2
votes

Let's say in my data (e.g. iris), I want to group only one variable-Sepal.Length by Species and add two rows- one at the top (name of the group) "setosa", followed by observations then after the observations of setosa have ended, a row saying "END", followed by two blank rows, after which new group name "versicolor" starts with its observations with an "END" row etc etc. My real data has over 200 groups and observations are characters.
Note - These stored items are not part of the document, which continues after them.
//! Gateway configuration read from `PARLEY_*` environment variables.
//!
//! ```rust
//! use std::collections::HashMap;
//!
//! use parley::GatewayConfig;
//!
//! let vars = HashMap::from([("PARLEY_OLLAMA_MODEL", "llama3.2")]);
//! let config = GatewayConfig::from_lookup(|key| vars.get(key).map(|value| value.to_string()));
//!
//! assert_eq!(config.bind, "0.0.0.0:8080");
//! assert_eq!(config.ollama.as_ref().map(|b| b.default_model.as_str()), Some("llama3.2"));
//! assert!(config.openai.is_none());
//! ```

use std::time::Duration;

use crate::SecretString;

pub const DEFAULT_BIND: &str = "0.0.0.0:8080";
pub const DEFAULT_LOG_LEVEL: &str = "info";
pub const DEFAULT_OLLAMA_URL: &str = "http://localhost:11434";
pub const DEFAULT_OLLAMA_MODEL: &str = "gemma2:2b";
pub const DEFAULT_OLLAMA_TIMEOUT_SECS: u64 = 120;
pub const DEFAULT_OPENAI_URL: &str = "https://api.openai.com/v1";
pub const DEFAULT_OPENAI_MODEL: &str = "gpt-3.5-turbo";
pub const DEFAULT_OPENAI_TIMEOUT_SECS: u64 = 60;

/// Connection settings for one backend.
#[derive(Debug, Clone)]
pub struct BackendConfig {
    pub base_url: String,
    pub default_model: String,
    pub timeout: Duration,
    pub api_key: Option<SecretString>,
}

impl BackendConfig {
    pub fn new(base_url: impl Into<String>, default_model: impl Into<String>) -> Self {
        Self {
            base_url: base_url.into(),
            default_model: default_model.into(),
            timeout: Duration::from_secs(DEFAULT_OLLAMA_TIMEOUT_SECS),
            api_key: None,
        }
    }

    pub fn with_timeout(mut self, timeout: Duration) -> Self {
        self.timeout = timeout;
        self
    }

    pub fn with_api_key(mut self, api_key: impl Into<String>) -> Self {
        self.api_key = Some(SecretString::new(api_key));
        self
    }
}

#[derive(Debug, Clone)]
pub struct GatewayConfig {
    pub bind: String,
    pub log_level: String,
    pub log_json: bool,
    /// Prometheus listener address; no exporter is installed when unset.
    pub metrics_bind: Option<String>,
    /// `None` when `PARLEY_OLLAMA_ENABLED` is false.
    pub ollama: Option<BackendConfig>,
    /// `None` unless a non-empty `PARLEY_OPENAI_API_KEY` is set.
    pub openai: Option<BackendConfig>,
}

impl Default for GatewayConfig {
    fn default() -> Self {
        Self::from_lookup(|_| None)
    }
}

impl GatewayConfig {
    pub fn from_env() -> Self {
        Self::from_lookup(|key| std::env::var(key).ok())
    }

    /// Builds a config from any key lookup. Missing or unparseable values take their defaults.
    pub fn from_lookup<F>(lookup: F) -> Self
    where
        F: Fn(&str) -> Option<String>,
    {
        let text = |key: &str, default: &str| {
            non_empty(lookup(key)).unwrap_or_else(|| default.to_string())
        };
        let seconds = |key: &str, default: u64| {
            let secs = non_empty(lookup(key))
                .and_then(|value| value.parse::<u64>().ok())
                .filter(|secs| *secs > 0)
                .unwrap_or(default);
            Duration::from_secs(secs)
        };
        let flag = |key: &str, default: bool| {
            non_empty(lookup(key))
                .and_then(|value| parse_bool(&value))
                .unwrap_or(default)
        };

        let ollama = flag("PARLEY_OLLAMA_ENABLED", true).then(|| {
            BackendConfig::new(
                text("PARLEY_OLLAMA_URL", DEFAULT_OLLAMA_URL),
                text("PARLEY_OLLAMA_MODEL", DEFAULT_OLLAMA_MODEL),
            )
            .with_timeout(seconds(
                "PARLEY_OLLAMA_TIMEOUT_SECS",
                DEFAULT_OLLAMA_TIMEOUT_SECS,
            ))
        });

        let openai = non_empty(lookup("PARLEY_OPENAI_API_KEY")).map(|api_key| {
            BackendConfig::new(
                text("PARLEY_OPENAI_URL", DEFAULT_OPENAI_URL),
                text("PARLEY_OPENAI_MODEL", DEFAULT_OPENAI_MODEL),
            )
            .with_timeout(seconds(
                "PARLEY_OPENAI_TIMEOUT_SECS",
                DEFAULT_OPENAI_TIMEOUT_SECS,
            ))
            .with_api_key(api_key)
        });

        Self {
            bind: text("PARLEY_BIND", DEFAULT_BIND),
            log_level: text("PARLEY_LOG", DEFAULT_LOG_LEVEL),
            log_json: flag("PARLEY_LOG_JSON", false),
            metrics_bind: non_empty(lookup("PARLEY_METRICS_BIND")),
            ollama,
            openai,
        }
    }
}

fn non_empty(value: Option<String>) -> Option<String> {
    value
        .map(|value| value.trim().to_string())
        .filter(|value| !value.is_empty())
}

fn parse_bool(value: &str) -> Option<bool> {
    match value.to_ascii_lowercase().as_str() {
        "1" | "true" | "yes" | "on" => Some(true),
        "0" | "false" | "no" | "off" => Some(false),
        _ => None,
    }
}

#[cfg(test)]
mod tests {
    use std::collections::HashMap;

    use super::*;

    fn config_from(vars: &[(&str, &str)]) -> GatewayConfig {
        let vars = vars
            .iter()
            .map(|(key, value)| (key.to_string(), value.to_string()))
            .collect::<HashMap<_, _>>();
        GatewayConfig::from_lookup(|key| vars.get(key).cloned())
    }

    #[test]
    fn defaults_enable_ollama_only() {
        let config = GatewayConfig::default();

        assert_eq!(config.bind, DEFAULT_BIND);
        assert_eq!(config.log_level, "info");
        assert!(!config.log_json);
        assert!(config.metrics_bind.is_none());
        assert!(config.openai.is_none());

        let ollama = config.ollama.expect("ollama enabled by default");
        assert_eq!(ollama.base_url, DEFAULT_OLLAMA_URL);
        assert_eq!(ollama.default_model, "gemma2:2b");
        assert_eq!(ollama.timeout, Duration::from_secs(120));
        assert!(ollama.api_key.is_none());
    }

    #[test]
    fn openai_requires_non_empty_key() {
        assert!(config_from(&[("PARLEY_OPENAI_API_KEY", "   ")]).openai.is_none());

        let config = config_from(&[
            ("PARLEY_OPENAI_API_KEY", "sk-test"),
            ("PARLEY_OPENAI_MODEL", "gpt-4o-mini"),
            ("PARLEY_OPENAI_TIMEOUT_SECS", "15"),
        ]);
        let openai = config.openai.expect("openai enabled");

        assert_eq!(openai.base_url, DEFAULT_OPENAI_URL);
        assert_eq!(openai.default_model, "gpt-4o-mini");
        assert_eq!(openai.timeout, Duration::from_secs(15));
        assert_eq!(
            openai.api_key.as_ref().map(SecretString::expose),
            Some("sk-test")
        );
    }

    #[test]
    fn unparseable_values_fall_back_to_defaults() {
        let config = config_from(&[
            ("PARLEY_LOG_JSON", "maybe"),
            ("PARLEY_OLLAMA_TIMEOUT_SECS", "soon"),
            ("PARLEY_OLLAMA_ENABLED", "sometimes"),
        ]);

        assert!(!config.log_json);
        assert_eq!(
            config.ollama.map(|ollama| ollama.timeout),
            Some(Duration::from_secs(DEFAULT_OLLAMA_TIMEOUT_SECS))
        );
    }

    #[test]
    fn ollama_can_be_disabled() {
        let config = config_from(&[
            ("PARLEY_OLLAMA_ENABLED", "false"),
            ("PARLEY_LOG_JSON", "true"),
            ("PARLEY_METRICS_BIND", "127.0.0.1:9000"),
        ]);

        assert!(config.ollama.is_none());
        assert!(config.log_json);
        assert_eq!(config.metrics_bind.as_deref(), Some("127.0.0.1:9000"));
    }
}
//! Chat-layer errors and classification.

use std::error::Error;
use std::fmt::{Display, Formatter};

use pprovider::{ProviderError, ProviderErrorKind};

#[derive(Debug, Clone, Copy, PartialEq, Eq)]
pub enum ChatErrorKind {
    /// The session has no model and none could be determined.
    ModelNotSet,
    InvalidRequest,
    BackendUnavailable,
    MalformedBackendResponse,
    Internal,
}

impl ChatErrorKind {
    /// Client errors are refused before any backend call.
    pub fn is_client_error(self) -> bool {
        matches!(self, Self::ModelNotSet | Self::InvalidRequest)
    }
}

#[derive(Debug, Clone, PartialEq, Eq)]
pub struct ChatError {
    pub kind: ChatErrorKind,
    pub message: String,
}

impl ChatError {
    pub fn new(kind: ChatErrorKind, message: impl Into<String>) -> Self {
        Self {
            kind,
            message: message.into(),
        }
    }

    pub fn model_not_set() -> Self {
        Self::new(ChatErrorKind::ModelNotSet, "model not set")
    }

    pub fn invalid_request(message: impl Into<String>) -> Self {
        Self::new(ChatErrorKind::InvalidRequest, message)
    }

    pub fn backend_unavailable(message: impl Into<String>) -> Self {
        Self::new(ChatErrorKind::BackendUnavailable, message)
    }

    pub fn malformed_backend_response(message: impl Into<String>) -> Self {
        Self::new(ChatErrorKind::MalformedBackendResponse, message)
    }

    pub fn internal(message: impl Into<String>) -> Self {
        Self::new(ChatErrorKind::Internal, message)
    }

    pub fn is_client_error(&self) -> bool {
        self.kind.is_client_error()
    }
}

impl Display for ChatError {
    fn fmt(&self, f: &mut Formatter<'_>) -> std::fmt::Result {
        write!(f, "{:?}: {}", self.kind, self.message)
    }
}

impl Error for ChatError {}

impl From<ProviderError> for ChatError {
    fn from(value: ProviderError) -> Self {
        let message = value.to_string();
        match value.kind {
            ProviderErrorKind::Authentication
            | ProviderErrorKind::RateLimited
            | ProviderErrorKind::Rejected
            | ProviderErrorKind::Timeout
            | ProviderErrorKind::Transport
            | ProviderErrorKind::Unavailable => ChatError::backend_unavailable(message),
            ProviderErrorKind::MalformedResponse => ChatError::malformed_backend_response(message),
            ProviderErrorKind::InvalidRequest | ProviderErrorKind::Other => {
                ChatError::internal(message)
            }
        }
    }
}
So far, I have achieved this with dplyr

iris %>%
  group_by(Species) %>%
  select(Sepal.Length) %>%
  add_row(.before=0,.after=0)

Needless to say, my add_row is not working, I have also tried using bind_rows and mutate. Any suggestions would be greatly appreciated, I want my output to look like, which I will export as txt file.

 setosa
    4.1
    5.1
    .
    .
    END
    <empty row1>
    <empty row2>
    versicolor
    5.1
    6.1
    .
    .
    END
    <empty row1>
    <empty row2>
1

1 Answers

0
votes

You can do this using split to get a list of dataframes, then imap_dfr, a really cool function added recently to purrr. imap_dfr maps over a list of dataframes, taking the dataframe and the name of the list entry as its arguments, and returns one dataframe rbinded together.

Try this:

iris %>%
    select(Species, Sepal.Length) %>%
    split(.$Species) %>%
    imap_dfr(function(df, heading) {
        bind_rows(
            tibble(newcol = heading),
            df %>% mutate(newcol = as.character(Sepal.Length)),
            tibble(newcol = "END"),
            tibble(newcol = c("", ""))
        )
    })

Inside the mapping function, I made some dummy tibbles to hold the heading, the "END" line, and the two blank lines. I'm putting all the stuff you want to keep in a new column with the uncreative name newcol, to hold the (only?) column in your desired output.